There is an important distinction to understand between a legal maximum speed and safe speed. The legal maximum may be lower or higher than the safe speed. In bad weather, such as icy conditions, heavy rain, fog, the safe speed may be far lower than legal maximum. Safe speed will also depend on your skill, car equipment and maintenance, and particulars of the road itself. A road with a 60mph legal limit may feel absolutely fine at 65mph on a quiet summer afternoon in a newly serviced BMW M3 driven by a 25 year old rally champion, yet be genuinely very dangerous at 55mph in freezing fog at 3am on a January morning in a car with bald tyres driven by my grandfather.
You should not drive at an unsafe speed, even though many drivers will do so especially when it's beneath legal limits. If you're losing steering authority, you either are going too fast, or you're somewhere you shouldn't be driving at all. The car is intended to operate with your steering wheel controlling where it goes, when that's not working you've stepped outside the intended bounds of operation.
Oh I read it. I just don't think you're telling the whole story. Speed is almost always a factor in crashes and near misses like this. The fact that stopped traffic caught you that much by surprise doesn't seem like a good sign.

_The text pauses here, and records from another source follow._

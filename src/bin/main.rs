use anyhow::Result;
use crossterm::execute;
use crossterm::style::Stylize;
use crossterm::terminal::{Clear, ClearType};
use std::io::{stdin, stdout, Write};
use tsimiguno_core::core::render::{romanize, to_katakana};
use tsimiguno_core::{EngineConfig, SampleSet, WordEngine};

const LIKED: f64 = 1.0;
const NOT_LIKED: f64 = 0.0;

#[derive(Clone, Copy, PartialEq, Eq)]
enum Script {
    Hiragana,
    Katakana,
    Latin,
}

fn main() -> Result<()> {
    tracing_subscriber::fmt()
        .with_env_filter(tracing_subscriber::EnvFilter::from_default_env())
        .with_writer(std::io::stderr)
        .init();

    let user = std::env::args().nth(1).unwrap_or_else(|| "local".to_string());
    let config = EngineConfig::load_or_default(&EngineConfig::path_from_env())?;
    let engine = WordEngine::persistent(config)?;
    let mut rng = rand::thread_rng();
    let mut script = Script::Hiragana;
    let mut candidates = engine.candidates_for(&user, &mut rng)?;

    loop {
        print_ui(&engine, &user, &candidates, script)?;

        let mut input = String::new();
        if stdin().read_line(&mut input)? == 0 {
            break;
        }
        match input.trim() {
            "exit" => break,
            "kata" => script = if script == Script::Katakana { Script::Hiragana } else { Script::Katakana },
            "roma" => script = if script == Script::Latin { Script::Hiragana } else { Script::Latin },
            "fav" => {
                let favorites = engine.favorites_for(&user)?;
                println!("\n{}", "Favourites:".bold());
                for word in favorites {
                    println!("  {}", show(&engine, &word, script));
                }
                print!("\n[Enter] to continue ");
                stdout().flush()?;
                stdin().read_line(&mut String::new())?;
            }
            picks => {
                // "1 4 7": those are liked, the rest of the batch is not
                let liked: Vec<usize> = picks
                    .split(|c: char| c.is_whitespace() || c == ',')
                    .filter_map(|s| s.parse::<usize>().ok())
                    .filter(|&n| n >= 1 && n <= candidates.len())
                    .collect();
                let feedback: SampleSet = candidates
                    .iter()
                    .enumerate()
                    .map(|(i, w)| (w.clone(), if liked.contains(&(i + 1)) { LIKED } else { NOT_LIKED }))
                    .collect();
                candidates = engine.feedback_for(&user, feedback, &mut rng)?;
            }
        }
    }

    println!("\nBye.");
    Ok(())
}

fn show(engine: &WordEngine, word: &str, script: Script) -> String {
    match script {
        Script::Hiragana => word.to_string(),
        Script::Katakana => to_katakana(word),
        Script::Latin => engine
            .parser()
            .parse(word)
            .map(|w| romanize(&w))
            .unwrap_or_else(|_| word.to_string()),
    }
}

fn print_ui(engine: &WordEngine, user: &str, candidates: &[String], script: Script) -> Result<()> {
    let mut out = stdout();
    execute!(out, Clear(ClearType::All), crossterm::cursor::MoveTo(0, 0))?;
    println!("{}", "Tsimiguno word lab".bold().cyan());
    println!("---------------------------------------------------------------");
    println!("Type the numbers of the words you like (e.g. `1 4 7`), or [Enter] for none.");
    println!("`fav` favourites, `kata` katakana, `roma` latin, `exit` to quit.\n");
    println!("User: {}\n", user.green());

    for (i, word) in candidates.iter().enumerate() {
        println!("  {:>2}: {}", (i + 1).to_string().yellow(), show(engine, word, script));
    }
    print!("\n> ");
    out.flush()?;
    Ok(())
}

Like I said, glad you're OK. Glad the barrier saved your life / reduced the damage. These barriers are a last resort. Terrifying to read just how many stories there are in this thread of people relying on them.
Better than barriers I would think is more driver training, higher standards for licensure, and more alternatives to driving. Safest way to travel is not in a personal car operated by an amateur.
>> fairly moderate pace (I'm not a big speeder)
But you were speeding, right? On a wet roadway with what sounds like poor visibility.